It is also a primary aspect of mindfulness. Curiosity allows us to begin to turn toward the entirety of experience, moving us from avoidance to approach, including that which we don’t like. I would argue curiosity and kindness are the antidotes to judgment and other harsh evaluations we may direct toward ourselves or others and it is a quality that can be developed.

Curiosity can be used as a way to inquire into our experience—the joyful and painful alike. Curiosity may allow us to begin to level the playing field of our lives so we don’t have to excessively privilege one experience over another. It just takes some of the dys out of dysregulation, smoothing out our internal psychological rollercoaster as we are faced with moments that can take us to ecstatic heights and ones that may take us into an abyss. In the words of Martine Batchelor, a teacher and former Buddhist nun, we can begin to ask, “What is this?” We are not looking for a specific answer but rather using the question as a method of experiential investigation.
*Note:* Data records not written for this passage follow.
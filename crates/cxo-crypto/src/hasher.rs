use cxo_types::Hash;

/// Domain-separated BLAKE3 hasher.
///
/// Stored objects are keyed by a plain digest of their bytes (see
/// [`Hash::sum`]). Anything that is signed or otherwise derived, such as the
/// header of a Root, goes through a hasher with its own domain tag so that
/// its digest can never collide with an object key.
pub struct ContentHasher {
    domain: &'static str,
}

impl ContentHasher {
    /// Hasher for signed Root headers.
    pub const ROOT: Self = Self {
        domain: "cxo-root-v1",
    };

    /// Create a hasher with a custom domain tag.
    pub const fn new(domain: &'static str) -> Self {
        Self { domain }
    }

    /// Hash the concatenation of `parts` with domain separation.
    pub fn hash_parts(&self, parts: &[&[u8]]) -> Hash {
        let mut hasher = blake3::Hasher::new();
        hasher.update(self.domain.as_bytes());
        hasher.update(b":");
        for part in parts {
            hasher.update(part);
        }
        Hash::from_raw(*hasher.finalize().as_bytes())
    }

    /// Hash raw bytes with domain separation.
    pub fn hash(&self, data: &[u8]) -> Hash {
        self.hash_parts(&[data])
    }

    /// The domain tag used by this hasher.
    pub fn domain(&self) -> &str {
        self.domain
    }

    /// Check that `data` is exactly the content addressed by `expected`.
    ///
    /// This is the plain object-key check, with no domain tag.
    pub fn verify_content(data: &[u8], expected: &Hash) -> bool {
        Hash::sum(data) == *expected
    }
}
impl From<&str> for Value {
    fn from(v: &str) -> Self {
        Value::Str(v.to_string())
    }
}

/// State threaded through a save: turns dirty handles into hashes.
pub struct Sealer<'a> {
    registry: &'a Registry,
    degree: u32,
    batch: &'a mut Batch,
}

impl<'a> Sealer<'a> {
    /// `degree` is the fan-out of [`Refs`] index trees.
    pub fn new(registry: &'a Registry, degree: u32, batch: &'a mut Batch) -> Self {
        Self {
            registry,
            degree: degree.max(2),
            batch,
        }
    }

    fn emit(&mut self, bytes: Vec<u8>) -> Hash {
        let hash = Hash::sum(&bytes);
        self.batch.insert(hash, bytes);
        hash
    }
}

// ---------------------------------------------------------------------------
// Ref
// ---------------------------------------------------------------------------

/// Zero-or-one reference to an object of a known schema.
///
/// Encodes as the target hash only. The target is decoded on first access
/// and kept; changing it marks the handle dirty until the next save seals
/// it into a new hash.
#[derive(Clone, Default)]
pub struct Ref {
    hash: Hash,
    schema: Option<String>,
    target: Option<Box<Object>>,
    dirty: bool,
}

impl Ref {
    pub fn blank() -> Self {
        Self::default()
    }

    /// A clean handle to an existing object.
    pub fn from_hash(hash: Hash) -> Self {
        Self {
            hash,
            ..Self::default()
        }
    }

    /// A dirty handle to a new object.
    pub fn to(object: Object) -> Self {
        Self {
            hash: Hash::blank(),
            schema: Some(object.schema().name.clone()),
            target: Some(Box::new(object)),
            dirty: true,
        }
    }

    pub(crate) fn typed(mut self, schema: &str) -> Self {
        self.schema = Some(schema.to_string());
        self
    }

    pub(crate) fn set_schema_name(&mut self, schema: &str) {
        self.schema = Some(schema.to_string());
    }

    /// Hash of the target as of the last seal. Blank for an empty reference.
    pub fn hash(&self) -> Hash {
        self.hash
    }

    pub fn is_blank(&self) -> bool {
        self.hash.is_blank() && self.target.is_none()
    }

    pub fn is_dirty(&self) -> bool {
        self.dirty
    }

    /// Name of the schema the target must have, when known.
    pub fn schema_name(&self) -> Option<&str> {
        self.schema.as_deref()
    }

    /// The target if it has already been loaded or set.
    pub fn target(&self) -> Option<&Object> {
        self.target.as_deref()
    }

    /// Point at `object`, replacing the current target.
    pub fn set(&mut self, object: Object) -> RegistryResult<()> {
        if let Some(expected) = &self.schema {
            if object.schema().name != *expected {
                return Err(RegistryError::TypeMismatch {
                    field: "ref".into(),
                    expected: expected.clone(),
                    actual: object.schema().name.clone(),
                });
            }
        }
        self.target = Some(Box::new(object));
        self.dirty = true;
        Ok(())
    }

    /// Make this an empty reference.
    pub fn clear(&mut self) {
        self.hash = Hash::blank();
        self.target = None;
        self.dirty = false;
    }

    /// Load and return the target. `None` for a blank reference.
    pub fn load(&mut self, loader: &dyn Loader) -> RegistryResult<Option<&Object>> {
        self.ensure_loaded(loader)?;
        Ok(self.target.as_deref())
    }

    /// Load the target for editing. Marks the handle dirty.
    pub fn load_mut(&mut self, loader: &dyn Loader) -> RegistryResult<Option<&mut Object>> {
        self.ensure_loaded(loader)?;
        if self.target.is_some() {
            self.dirty = true;
        }
        Ok(self.target.as_deref_mut())
    }

    fn ensure_loaded(&mut self, loader: &dyn Loader) -> RegistryResult<()> {
        if self.target.is_some() || self.hash.is_blank() {
            return Ok(());
        }
        let name = self
            .schema
            .as_deref()
            .ok_or(RegistryError::UntypedRef(self.hash))?;
        let schema = loader.registry().by_name(name)?;
        self.load_as(schema, loader)
    }

    pub(crate) fn load_as(&mut self, schema: Arc<Schema>, loader: &dyn Loader) -> RegistryResult<()> {
        if self.target.is_some() || self.hash.is_blank() {
            return Ok(());
        }
        let bytes = loader.load_bytes(&self.hash)?;
        let object = loader.registry().decode_as(schema, &bytes)?;
        self.target = Some(Box::new(object));
        Ok(())
    }

    /// Encode the target if it or anything below it changed.
    /// Returns `true` if the hash changed.
    pub fn seal(&mut self, sealer: &mut Sealer<'_>) -> RegistryResult<bool> {
        let Some(target) = self.target.as_deref_mut() else {
            return Ok(false);
        };
        let below = target.seal(sealer)?;
        if !(self.dirty || below) {
            return Ok(false);
        }
        let bytes = sealer.registry.encode(target)?;
        let hash = sealer.emit(bytes);
        self.dirty = false;
        let changed = hash != self.hash;
        self.hash = hash;
        Ok(changed)
    }
}
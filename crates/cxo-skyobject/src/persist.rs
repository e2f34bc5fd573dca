use std::collections::{BTreeMap, HashMap};
use std::path::Path;

use cxo_crypto::PubKey;
use cxo_store::Journal;
use serde::{Deserialize, Serialize};
use tracing::{debug, info};

use crate::error::ObjectResult;
use crate::root::Root;

/// One journaled change to the Root history.
#[derive(Clone, Debug, PartialEq, Eq, Serialize, Deserialize)]
pub(crate) enum RootRecord {
    AddFeed(PubKey),
    DelFeed(PubKey),
    Root(Root),
    Drop { feed: PubKey, seq: u64 },
}

/// Root history per feed, as recovered from the journal.
pub(crate) type History = HashMap<PubKey, BTreeMap<u64, Root>>;

/// Append-only Root history keyed by `(feed, seq)`.
pub(crate) struct RootLog {
    journal: Journal<RootRecord>,
}

impl RootLog {
    pub(crate) fn open(path: &Path) -> ObjectResult<(Self, History)> {
        let (journal, records) = Journal::open(path)?;
        let mut history = History::new();
        for record in records {
            match record {
                RootRecord::AddFeed(feed) => {
                    history.entry(feed).or_default();
                }
                RootRecord::DelFeed(feed) => {
                    history.remove(&feed);
                }
                RootRecord::Root(root) => {
                    if let Some(roots) = history.get_mut(&root.pub_key) {
                        roots.insert(root.seq, root);
                    }
                }
                RootRecord::Drop { feed, seq } => {
                    if let Some(roots) = history.get_mut(&feed) {
                        roots.remove(&seq);
                    }
                }
            }
        }
        info!(
            path = %path.display(),
            feeds = history.len(),
            roots = history.values().map(BTreeMap::len).sum::<usize>(),
            "root history opened"
        );
        Ok((Self { journal }, history))
    }

    pub(crate) fn append(&self, record: &RootRecord) -> ObjectResult<()> {
        self.journal.append(record)?;
        Ok(())
    }

    /// Rewrite the journal as the minimal record sequence for `history`.
    pub(crate) fn compact(&self, history: &History) -> ObjectResult<()> {
        let mut records = Vec::new();
        for (feed, roots) in history {
            records.push(RootRecord::AddFeed(*feed));
            records.extend(roots.values().cloned().map(RootRecord::Root));
        }
        self.journal.rewrite(&records)?;
        debug!(records = records.len(), "root history compacted");
        Ok(())
    }

    pub(crate) fn sync(&self) -> ObjectResult<()> {
        self.journal.sync()?;
        Ok(())
    }
}

#[cfg(test)]
mod tests {
    use cxo_crypto::SecretKey;
    use cxo_types::Hash;

    use super::*;

    fn root(sk: &SecretKey, seq: u64) -> Root {
        Root::sign(sk, seq, seq as i64, Hash::blank(), Hash::sum(&seq.to_le_bytes()))
    }

    #[test]
    fn replay_rebuilds_history() {
        let dir = tempfile::tempdir().unwrap();
        let path = dir.path().join("roots.journal");
        let a = SecretKey::generate();
        let b = SecretKey::generate();
        {
            let (log, history) = RootLog::open(&path).unwrap();
            assert!(history.is_empty());
            log.append(&RootRecord::AddFeed(a.pub_key())).unwrap();
            log.append(&RootRecord::AddFeed(b.pub_key())).unwrap();
            log.append(&RootRecord::Root(root(&a, 0))).unwrap();
            log.append(&RootRecord::Root(root(&a, 1))).unwrap();
            log.append(&RootRecord::Root(root(&b, 0))).unwrap();
            log.append(&RootRecord::Drop { feed: a.pub_key(), seq: 0 }).unwrap();
            log.append(&RootRecord::DelFeed(b.pub_key())).unwrap();
        }
        let (_, history) = RootLog::open(&path).unwrap();
        assert_eq!(history.len(), 1);
        let roots = &history[&a.pub_key()];
        assert_eq!(roots.keys().copied().collect::<Vec<_>>(), vec![1]);
        assert!(roots[&1].verify().is_ok());
    }

    #[test]
    fn roots_of_untracked_feeds_are_ignored() {
        let dir = tempfile::tempdir().unwrap();
        let path = dir.path().join("roots.journal");
        let sk = SecretKey::generate();
        {
            let (log, _) = RootLog::open(&path).unwrap();
            log.append(&RootRecord::Root(root(&sk, 0))).unwrap();
        }
        let (_, history) = RootLog::open(&path).unwrap();
        assert!(history.is_empty());
    }

    #[test]
    fn compact_keeps_the_same_history() {
        let dir = tempfile::tempdir().unwrap();
        let path = dir.path().join("roots.journal");
        let sk = SecretKey::generate();
        let (log, _) = RootLog::open(&path).unwrap();
        log.append(&RootRecord::AddFeed(sk.pub_key())).unwrap();
        for seq in 0..5 {
            log.append(&RootRecord::Root(root(&sk, seq))).unwrap();
        }
        for seq in 0..4 {
            log.append(&RootRecord::Drop { feed: sk.pub_key(), seq }).unwrap();
        }
        drop(log);

        let (log, history) = RootLog::open(&path).unwrap();
        log.compact(&history).unwrap();
        drop(log);
        let (_, again) = RootLog::open(&path).unwrap();
        assert_eq!(again, history);
    }
}
//! Refcounted content-addressable data store (CXDS).
//!
//! The store is an abstract `hash -> (value, refcount)` map. It knows nothing
//! about schemas or trees: callers decide when references are created and
//! released, the store only keeps the counters linearizable per key.
//!
//! # Backends
//!
//! - [`MemoryCxds`] keeps everything in a `HashMap` behind a lock.
//! - [`DiskCxds`] keeps the same table in memory and journals every mutation
//!   to a CRC-framed [`Journal`] that is replayed on open.

pub mod disk;
pub mod error;
pub mod journal;
pub mod memory;
pub mod traits;

pub use disk::DiskCxds;
pub use error::{StoreError, StoreResult};
pub use journal::Journal;
pub use memory::MemoryCxds;
pub use traits::{Cxds, Stat};
use std::collections::{HashSet, VecDeque};

use cxo_skyobject::Root;
use cxo_types::Hash;
use uuid::Uuid;

/// Progress of one Root on one connection.
///
/// The filler only tracks what is still wanted; requests in flight live in
/// the connection, since the outstanding cap is per connection.
#[derive(Debug)]
pub(crate) struct Filler {
    pub(crate) root: Root,
    wants: VecDeque<Hash>,
    queued: HashSet<Hash>,
    /// Connections that already failed to fill this Root.
    pub(crate) tried: Vec<Uuid>,
}

impl Filler {
    pub(crate) fn new(root: Root, missing: Vec<Hash>, tried: Vec<Uuid>) -> Self {
        let mut filler = Self {
            root,
            wants: VecDeque::new(),
            queued: HashSet::new(),
            tried,
        };
        filler.want(missing);
        filler
    }

    /// Queue hashes to request, skipping ones already queued.
    pub(crate) fn want(&mut self, hashes: impl IntoIterator<Item = Hash>) {
        for h in hashes {
            if self.queued.insert(h) {
                self.wants.push_back(h);
            }
        }
    }

    /// Next hash to request, FIFO.
    pub(crate) fn next(&mut self) -> Option<Hash> {
        let h = self.wants.pop_front()?;
        self.queued.remove(&h);
        Some(h)
    }

    pub(crate) fn has_wants(&self) -> bool {
        !self.wants.is_empty()
    }
}

#[cfg(test)]
mod tests {
    use cxo_crypto::SecretKey;

    use super::*;

    fn filler(missing: Vec<Hash>) -> Filler {
        let root = Root::sign(&SecretKey::generate(), 0, 0, Hash::blank(), Hash::sum(b"top"));
        Filler::new(root, missing, Vec::new())
    }

    #[test]
    fn wants_are_fifo_and_deduplicated() {
        let a = Hash::sum(b"a");
        let b = Hash::sum(b"b");
        let mut f = filler(vec![a, b, a]);
        f.want([b, Hash::sum(b"c")]);
        assert_eq!(f.next(), Some(a));
        assert_eq!(f.next(), Some(b));
        assert_eq!(f.next(), Some(Hash::sum(b"c")));
        assert_eq!(f.next(), None);
        assert!(!f.has_wants());
    }

    #[test]
    fn popped_hash_can_be_wanted_again() {
        let a = Hash::sum(b"a");
        let mut f = filler(vec![a]);
        assert_eq!(f.next(), Some(a));
        f.want([a]);
        assert!(f.has_wants());
    }
}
Cultivate Curiosity in Your Mindfulness Practice

Mindfulness begins with awareness and the recognition or acknowledgment that something is here. It must include intention and the willingness to be with what is showing. Curiosity or interest can thus lead us to mindful investigation and exploration, coming to fully know experience as it is. Staying with whatever is happening, whether it is wanted or unwanted, can help us to accept what is, and enhance our capacity for compassion. Acceptance doesn’t require that we have to like what is going on but rather to be willing to have it. This doesn’t mean becoming a doormat to life but it does mean not having a temper tantrum when things don’t go according to plan. We can then move into skillfully responding, asking ourselves, “Does this need to be taken up, addressed or dealt with? Can I let it be or let it go? Or perhaps it’s time to practice intentional avoidance.” Avoidance, when deliberate, can be skillful or a moment of self-care.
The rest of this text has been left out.